● WHAT YOU NEED TO DO
In the listing below, the lines starting with the line with "return Decision::Skip(SkipReason::Holiday);" and going on through the line with "use crate::overtime_client::OvertimeSource;" are to be reproduced exactly, and only those.
╔══
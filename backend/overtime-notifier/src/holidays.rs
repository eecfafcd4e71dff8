// src/holidays.rs
use chrono::{Datelike, NaiveDate, Weekday};
use std::collections::HashSet;

pub trait HolidayCalendar: Send + Sync {
    fn is_holiday(&self, date: NaiveDate) -> bool;
}

// --- Japanese Public Holidays ---

/// Japanese national holidays computed by rule, plus any extra company days off.
///
/// Each rule applies from the year it came into force. Equinox dates use the
/// usual approximation, valid for 1980-2099.
#[derive(Debug, Clone, Default)]
pub struct JapaneseHolidayCalendar {
    extra_holidays: HashSet<NaiveDate>,
}

impl JapaneseHolidayCalendar {
    pub fn new(extra_holidays: impl IntoIterator<Item = NaiveDate>) -> Self {
        Self {
            extra_holidays: extra_holidays.into_iter().collect(),
        }
    }

    pub fn holiday_name(&self, date: NaiveDate) -> Option<&'static str> {
        if let Some(name) = national_holiday(date) {
            return Some(name);
        }
        if is_substitute_holiday(date) {
            return Some("Substitute Holiday");
        }
        if is_citizens_holiday(date) {
            return Some("Citizens' Holiday");
        }
        if self.extra_holidays.contains(&date) {
            return Some("Company Holiday");
        }
        None
    }
}

impl HolidayCalendar for JapaneseHolidayCalendar {
    fn is_holiday(&self, date: NaiveDate) -> bool {
        self.holiday_name(date).is_some()
    }
}

fn national_holiday(date: NaiveDate) -> Option<&'static str> {
    let year = date.year();
    let name = match (date.month(), date.day()) {
        (1, 1) => "New Year's Day",
        (2, 11) => "National Foundation Day",
        (2, 23) if year >= 2020 => "Emperor's Birthday",
        (2, 24) if year == 1989 => "State Funeral of Emperor Showa",
        (4, 29) if year >= 2007 => "Showa Day",
        (4, 29) if year >= 1989 => "Greenery Day",
        (4, 29) => "Emperor's Birthday",
        (4, 30) if year == 2019 => "National Holiday",
        (5, 1) if year == 2019 => "Enthronement Day",
        (5, 3) => "Constitution Memorial Day",
        (5, 4) if year >= 2007 => "Greenery Day",
        (5, 5) => "Children's Day",
        (6, 9) if year == 1993 => "Wedding of Crown Prince Naruhito",
        (10, 22) if year == 2019 => "Enthronement Ceremony Day",
        (11, 3) => "Culture Day",
        (11, 12) if year == 1990 => "Enthronement Ceremony Day",
        (11, 23) => "Labor Thanksgiving Day",
        (12, 23) if (1989..=2018).contains(&year) => "Emperor's Birthday",
        _ => return moving_holiday(date),
    };
    Some(name)
}

fn moving_holiday(date: NaiveDate) -> Option<&'static str> {
    let year = date.year();
    let candidates = [
        (coming_of_age_day(year), "Coming of Age Day"),
        (equinox(year, 3, 20.8431), "Vernal Equinox Day"),
        (marine_day(year), "Marine Day"),
        (mountain_day(year), "Mountain Day"),
        (respect_for_the_aged_day(year), "Respect for the Aged Day"),
        (equinox(year, 9, 23.2488), "Autumnal Equinox Day"),
        (sports_day(year), "Sports Day"),
    ];
    candidates
        .into_iter()
        .find(|(day, _)| *day == Some(date))
        .map(|(_, name)| name)
}

// A holiday falling on Sunday moves to the next day that is not itself a holiday.
// Before 2007 it only ever moved to the Monday.
fn is_substitute_holiday(date: NaiveDate) -> bool {
    if national_holiday(date).is_some() {
        return false;
    }
    if date.year() < 2007 {
        return date
            .pred_opt()
            .filter(|d| d.weekday() == Weekday::Sun && national_holiday(*d).is_some())
            .is_some();
    }
    let mut day = date.pred_opt();
    while let Some(d) = day {
        if national_holiday(d).is_none() {
            return false;
        }
        if d.weekday() == Weekday::Sun {
            return true;
        }
        day = d.pred_opt();
    }
    false
}

// An ordinary day sandwiched between two national holidays, from 1988.
fn is_citizens_holiday(date: NaiveDate) -> bool {
    if date.year() < 1988 || date.weekday() == Weekday::Sun || national_holiday(date).is_some() {
        return false;
    }
    match (date.pred_opt(), date.succ_opt()) {
        (Some(before), Some(after)) => {
            national_holiday(before).is_some() && national_holiday(after).is_some()
        }
        _ => false,
    }
}

fn nth_monday(year: i32, month: u32, n: u8) -> Option<NaiveDate> {
    NaiveDate::from_weekday_of_month_opt(year, month, Weekday::Mon, n)
}

fn equinox(year: i32, month: u32, base: f64) -> Option<NaiveDate> {
    let offset = f64::from(year - 1980);
    let day = (base + 0.242194 * offset - (offset / 4.0).floor()).floor();
    NaiveDate::from_ymd_opt(year, month, day as u32)
}

fn coming_of_age_day(year: i32) -> Option<NaiveDate> {
    if year >= 2000 {
        nth_monday(year, 1, 2)
    } else {
        NaiveDate::from_ymd_opt(year, 1, 15)
    }
}

fn marine_day(year: i32) -> Option<NaiveDate> {
    match year {
        y if y < 1996 => None,
        2020 => NaiveDate::from_ymd_opt(2020, 7, 23),
        2021 => NaiveDate::from_ymd_opt(2021, 7, 22),
        y if y >= 2003 => nth_monday(y, 7, 3),
        y => NaiveDate::from_ymd_opt(y, 7, 20),
    }
}

fn mountain_day(year: i32) -> Option<NaiveDate> {
    match year {
        2020 => NaiveDate::from_ymd_opt(2020, 8, 10),
        2021 => NaiveDate::from_ymd_opt(2021, 8, 8),
        y if y >= 2016 => NaiveDate::from_ymd_opt(y, 8, 11),
        _ => None,
    }
}

fn respect_for_the_aged_day(year: i32) -> Option<NaiveDate> {
    if year >= 2003 {
        nth_monday(year, 9, 3)
    } else {
        NaiveDate::from_ymd_opt(year, 9, 15)
    }
}

fn sports_day(year: i32) -> Option<NaiveDate> {
    match year {
        2020 => NaiveDate::from_ymd_opt(2020, 7, 24),
        2021 => NaiveDate::from_ymd_opt(2021, 7, 23),
        y if y >= 2000 => nth_monday(y, 10, 2),
        y => NaiveDate::from_ymd_opt(y, 10, 10),
    }
}
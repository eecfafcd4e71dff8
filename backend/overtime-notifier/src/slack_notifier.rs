// src/slack_notifier.rs
use async_trait::async_trait;
use slack_morphism::prelude::*;
use thiserror::Error;
use tracing::{error, info};

#[derive(Error, Debug)]
pub enum NotificationError {
    #[error("Failed to set up Slack client: {0}")]
    ClientSetup(String),
    #[error("Recipient lookup failed for {recipient}: {message}")]
    Lookup { recipient: String, message: String },
    #[error("Message delivery failed for {recipient}: {message}")]
    Delivery { recipient: String, message: String },
}

/// Backend-specific id of a resolved recipient (a Slack user id).
#[derive(Debug, Clone, PartialEq, Eq)]
pub struct RecipientHandle(pub String);

/// Backend-specific id of a posted message (a Slack `ts`).
#[derive(Debug, Clone, PartialEq, Eq)]
pub struct MessageId(pub String);

#[async_trait]
pub trait Dispatcher: Send + Sync {
    async fn resolve_recipient(&self, email: &str) -> Result<RecipientHandle, NotificationError>;
    async fn send(&self, recipient: &RecipientHandle, text: &str)
        -> Result<MessageId, NotificationError>;
}

#[derive(Debug, Default)]
pub struct DispatchSummary {
    pub delivered: Vec<(String, MessageId)>,
    pub failed: Vec<(String, NotificationError)>,
}

/// Sends `text` to each recipient independently; a failure never stops the loop.
pub async fn dispatch_report(
    dispatcher: &dyn Dispatcher,
    recipients: &[String],
    text: &str,
) -> DispatchSummary {
    let mut summary = DispatchSummary::default();

    for recipient in recipients {
        let result = match dispatcher.resolve_recipient(recipient).await {
            Ok(handle) => dispatcher.send(&handle, text).await,
            Err(e) => Err(e),
        };

        match result {
            Ok(message_id) => {
                info!("Notification sent to {} (ts={})", recipient, message_id.0);
                summary.delivered.push((recipient.clone(), message_id));
            }
            Err(e) => {
                error!("Notification to {} failed: {}", recipient, e);
                summary.failed.push((recipient.clone(), e));
            }
        }
    }

    summary
}

// --- Slack Dispatcher ---

pub struct SlackNotifier {
    client: SlackHyperClient,
    token: SlackApiToken,
}

impl SlackNotifier {
    pub fn new(bot_token: &str) -> Result<Self, NotificationError> {
        let connector = SlackClientHyperConnector::new()
            .map_err(|e| NotificationError::ClientSetup(e.to_string()))?;
        Ok(Self {
            client: SlackClient::new(connector),
            token: SlackApiToken::new(bot_token.to_string().into()),
        })
    }
}

#[async_trait]
impl Dispatcher for SlackNotifier {
    async fn resolve_recipient(&self, email: &str) -> Result<RecipientHandle, NotificationError> {
        let session = self.client.open_session(&self.token);
        let response = session
            .users_lookup_by_email(&SlackApiUsersLookupByEmailRequest::new(EmailAddress(
                email.to_string(),
            )))
            .await
            .map_err(|e| NotificationError::Lookup {
                recipient: email.to_string(),
                message: e.to_string(),
            })?;
        Ok(RecipientHandle(response.user.id.0))
    }

    async fn send(
        &self,
        recipient: &RecipientHandle,
        text: &str,
    ) -> Result<MessageId, NotificationError> {
        let session = self.client.open_session(&self.token);
        let delivery_error = |message: String| NotificationError::Delivery {
            recipient: recipient.0.clone(),
            message,
        };

        // DM channel with the user
        let conversation = session
            .conversations_open(
                &SlackApiConversationsOpenRequest::new()
                    .with_users(vec![SlackUserId(recipient.0.clone())]),
            )
            .await
            .map_err(|e| delivery_error(format!("opening DM channel: {}", e)))?;

        let posted = session
            .chat_post_message(&SlackApiChatPostMessageRequest::new(
                conversation.channel.id,
                SlackMessageContent::new().with_text(text.to_string()),
            ))
            .await
            .map_err(|e| delivery_error(format!("posting message: {}", e)))?;

        Ok(MessageId(posted.ts.0))
    }
}
// src/clock.rs
use chrono::{Local, NaiveDateTime};

pub trait Clock: Send + Sync {
    /// Local wall-clock time.
    fn now(&self) -> NaiveDateTime;
}

pub struct SystemClock;

impl Clock for SystemClock {
    fn now(&self) -> NaiveDateTime {
        Local::now().naive_local()
    }
}

#[cfg(test)]
pub use test_clock::TestClock;
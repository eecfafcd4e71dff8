// src/policy.rs
use chrono::{Datelike, NaiveDate, NaiveDateTime, NaiveTime, Timelike, Weekday};
use std::fmt;
use std::sync::Arc;
use tracing::debug;

use crate::holidays::HolidayCalendar;
use crate::metrics::{CAUTION_PERCENT, WARNING_PERCENT};

// --- Decision Types ---

#[derive(Debug, Clone, Copy, PartialEq, Eq)]
pub enum NotifyReason {
    /// End-of-week report, sent whatever the percentage.
    WeeklyReport,
    Warning,
    Caution,
}

#[derive(Debug, Clone, Copy, PartialEq, Eq)]
pub enum SkipReason {
    Weekend(Weekday),
    Holiday,
    BelowThreshold(u32),
    AlreadyNotifiedThisWeek,
}

impl fmt::Display for SkipReason {
    fn fmt(&self, f: &mut fmt::Formatter<'_>) -> fmt::Result {
        match self {
            SkipReason::Weekend(weekday) => {
                let day = if *weekday == Weekday::Sat {
                    "Saturday"
                } else {
                    "Sunday"
                };
                write!(
                    f,
                    "{} is outside notification days (weekday={})",
                    day,
                    weekday.num_days_from_monday()
                )
            }
            SkipReason::Holiday => write!(f, "public holiday is outside notification days"),
            SkipReason::BelowThreshold(percent) => write!(
                f,
                "overtime ratio {}% is below the notification threshold",
                percent
            ),
            SkipReason::AlreadyNotifiedThisWeek => write!(
                f,
                "notification condition not met (outside weekly report slot and already notified this week)"
            ),
        }
    }
}

#[derive(Debug, Clone, Copy, PartialEq, Eq)]
pub enum Decision {
    Notify(NotifyReason),
    Skip(SkipReason),
}

// --- Weekly Report Slot ---

/// Minute of the week at which a report goes out regardless of thresholds.
#[derive(Debug, Clone, Copy, PartialEq, Eq)]
pub struct WeeklyReportSlot {
    pub weekday: Weekday,
    pub time: NaiveTime,
}

impl WeeklyReportSlot {
    pub fn friday_at(time: NaiveTime) -> Self {
        Self {
            weekday: Weekday::Fri,
            time,
        }
    }

    // Seconds are ignored
    pub fn matches(&self, now: NaiveDateTime) -> bool {
        now.weekday() == self.weekday
            && now.hour() == self.time.hour()
            && now.minute() == self.time.minute()
    }
}

impl Default for WeeklyReportSlot {
    fn default() -> Self {
        Self::friday_at(NaiveTime::from_hms_opt(21, 30, 0).unwrap_or_default())
    }
}

// --- Policy ---

pub struct NotificationPolicy {
    calendar: Arc<dyn HolidayCalendar>,
    weekly_slot: WeeklyReportSlot,
}

impl NotificationPolicy {
    pub fn new(calendar: Arc<dyn HolidayCalendar>, weekly_slot: WeeklyReportSlot) -> Self {
        Self {
            calendar,
            weekly_slot,
        }
    }

    pub fn decide(
        &self,
        now: NaiveDateTime,
        percent_target: u32,
        last_notified: Option<NaiveDate>,
    ) -> Decision {
        let today = now.date();
        let weekday = today.weekday();

        if matches!(weekday, Weekday::Sat | Weekday::Sun) {
            return Decision::Skip(SkipReason::Weekend(weekday));
        }
        if self.calendar.is_holiday(today) {
            return Decision::Skip(SkipReason::Holiday);
        }

        if self.weekly_slot.matches(now) {
            return Decision::Notify(NotifyReason::WeeklyReport);
        }

        if percent_target >= WARNING_PERCENT {
            return Decision::Notify(NotifyReason::Warning);
        }

        if percent_target >= CAUTION_PERCENT {
            let notified = last_notified
                .map(|stored| already_notified_this_week(stored, today))
                .unwrap_or(false);
            if !notified {
                return Decision::Notify(NotifyReason::Caution);
            }
            debug!(
                "Caution-level notification already sent this week (flag: {:?})",
                last_notified
            );
            return Decision::Skip(SkipReason::AlreadyNotifiedThisWeek);
        }

        Decision::Skip(SkipReason::BelowThreshold(percent_target))
    }
}

/// Compares ISO week numbers only; the year is not checked, so the same week
/// number in another year also counts as "this week".
pub fn already_notified_this_week(stored: NaiveDate, today: NaiveDate) -> bool {
    stored.iso_week().week() == today.iso_week().week()
}

/// Whether a sent notification at this percentage should set the weekly flag.
pub fn sets_weekly_flag(percent_target: u32) -> bool {
    (CAUTION_PERCENT..WARNING_PERCENT).contains(&percent_target)
}
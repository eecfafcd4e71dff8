// src/runner.rs
use chrono::NaiveDate;
use std::sync::Arc;
use tracing::{error, info, warn};

use crate::clock::Clock;
use crate::config::TargetConfig;
use crate::history_log::{skipped_line, HistoryLog};
use crate::model::{OvertimeSample, YearMonth};
use crate::notified_flag::NotifiedFlag;
use crate::overtime_client::OvertimeSource;
use crate::policy::{sets_weekly_flag, Decision, NotificationPolicy, NotifyReason, SkipReason};
use crate::report::Report;
use crate::slack_notifier::{dispatch_report, DispatchSummary, Dispatcher};

/// Where the user-facing report and status lines go.
pub trait Console: Send + Sync {
    fn print(&self, text: &str);
}

pub struct StdoutConsole;

impl Console for StdoutConsole {
    fn print(&self, text: &str) {
        println!("{}", text);
    }
}

#[derive(Debug)]
pub enum RunOutcome {
    /// One of the two months had no figure; nothing was sent or written.
    DataUnavailable,
    Notified {
        reason: NotifyReason,
        dispatch: DispatchSummary,
    },
    Skipped(SkipReason),
    DryRun(Decision),
}

pub struct Runner {
    target: TargetConfig,
    clock: Arc<dyn Clock>,
    source: Arc<dyn OvertimeSource>,
    dispatcher: Arc<dyn Dispatcher>,
    policy: NotificationPolicy,
    flag: NotifiedFlag,
    history: HistoryLog,
    console: Arc<dyn Console>,
    dry_run: bool,
}

impl Runner {
    pub fn new(
        target: TargetConfig,
        clock: Arc<dyn Clock>,
        source: Arc<dyn OvertimeSource>,
        dispatcher: Arc<dyn Dispatcher>,
        policy: NotificationPolicy,
        flag: NotifiedFlag,
        history: HistoryLog,
    ) -> Self {
        Self {
            target,
            clock,
            source,
            dispatcher,
            policy,
            flag,
            history,
            console: Arc::new(StdoutConsole),
            dry_run: false,
        }
    }

    pub fn dry_run(mut self, dry_run: bool) -> Self {
        self.dry_run = dry_run;
        self
    }

    pub fn console(mut self, console: Arc<dyn Console>) -> Self {
        self.console = console;
        self
    }

    pub async fn run(&self) -> RunOutcome {
        let now = self.clock.now();
        let today = now.date();
        let this_month = YearMonth::of(today);
        let last_month = this_month.previous();
        info!(
            "Checking overtime for employee {} (division {}), {} vs {}",
            self.target.employee_key, self.target.division_id, this_month, last_month
        );

        let samples = (
            self.fetch(this_month).await,
            self.fetch(last_month).await,
        );
        let (this_sample, last_sample) = match samples {
            (Some(this_sample), Some(last_sample)) => (this_sample, last_sample),
            _ => {
                self.console.print("⚠ Could not retrieve overtime figures.");
                warn!("Overtime data unavailable; skipping notification and history log");
                return RunOutcome::DataUnavailable;
            }
        };

        let report = Report::build(this_sample, last_sample, self.target.target_minutes);
        self.console.print(&report.text());

        let last_notified = self.read_flag();
        let decision = self.policy.decide(now, report.percent_target, last_notified);
        info!(
            "Decision at {} for {}% of target: {:?}",
            now.format("%Y-%m-%d %H:%M"),
            report.percent_target,
            decision
        );

        if self.dry_run {
            self.console
                .print(&format!("Dry run, nothing sent or written: {:?}", decision));
            return RunOutcome::DryRun(decision);
        }

        match decision {
            Decision::Notify(reason) => {
                let dispatch =
                    dispatch_report(self.dispatcher.as_ref(), &self.target.recipients, &report.text())
                        .await;
                if !dispatch.failed.is_empty() {
                    warn!(
                        "{} of {} recipients could not be notified",
                        dispatch.failed.len(),
                        self.target.recipients.len()
                    );
                }

                self.write_history(today, report.summary_line(now));
                if sets_weekly_flag(report.percent_target) {
                    if let Err(e) = self.flag.set(today) {
                        error!("Failed to set weekly notification flag: {:#}", e);
                    }
                }
                RunOutcome::Notified { reason, dispatch }
            }
            Decision::Skip(reason) => {
                self.console
                    .print(&format!("⏳ Notification skipped: {}", reason));
                self.write_history(today, skipped_line(now, &reason));
                RunOutcome::Skipped(reason)
            }
        }
    }

    // Errors become "no data" for this month
    async fn fetch(&self, year_month: YearMonth) -> Option<OvertimeSample> {
        match self.source.fetch_overtime(year_month).await {
            Ok(Some(minutes)) => Some(OvertimeSample::new(year_month, minutes)),
            Ok(None) => None,
            Err(e) => {
                warn!("Failed to fetch overtime for {}: {}", year_month, e);
                None
            }
        }
    }

    fn read_flag(&self) -> Option<NaiveDate> {
        self.flag.read().unwrap_or_else(|e| {
            warn!(
                "Ignoring unreadable notification flag {}: {:#}",
                self.flag.path().display(),
                e
            );
            None
        })
    }

    fn write_history(&self, date: NaiveDate, line: String) {
        if let Err(e) = self.history.upsert(date, line) {
            error!(
                "Failed to update history log {}: {:#}",
                self.history.path().display(),
                e
            );
        }
    }
}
╚══
● EXERCISE RESULT
            return Decision::Skip(SkipReason::Holiday);
        }

        if self.weekly_slot.matches(now) {
            return Decision::Notify(NotifyReason::WeeklyReport);
        }

        if percent_target >= WARNING_PERCENT {
            return Decision::Notify(NotifyReason::Warning);
        }

        if percent_target >= CAUTION_PERCENT {
            let notified = last_notified
                .map(|stored| already_notified_this_week(stored, today))
                .unwrap_or(false);
            if !notified {
                return Decision::Notify(NotifyReason::Caution);
            }
            debug!(
                "Caution-level notification already sent this week (flag: {:?})",
                last_notified
            );
            return Decision::Skip(SkipReason::AlreadyNotifiedThisWeek);
        }

        Decision::Skip(SkipReason::BelowThreshold(percent_target))
    }
}

/// Compares ISO week numbers only; the year is not checked, so the same week
/// number in another year also counts as "this week".
pub fn already_notified_this_week(stored: NaiveDate, today: NaiveDate) -> bool {
    stored.iso_week().week() == today.iso_week().week()
}

/// Whether a sent notification at this percentage should set the weekly flag.
pub fn sets_weekly_flag(percent_target: u32) -> bool {
    (CAUTION_PERCENT..WARNING_PERCENT).contains(&percent_target)
}
repository eecfafcd4e71dff8
// src/runner.rs
use chrono::NaiveDate;
use std::sync::Arc;
use tracing::{error, info, warn};

use crate::clock::Clock;
use crate::config::TargetConfig;
use crate::history_log::{skipped_line, HistoryLog};
use crate::model::{OvertimeSample, YearMonth};
use crate::notified_flag::NotifiedFlag;
use crate::overtime_client::OvertimeSource;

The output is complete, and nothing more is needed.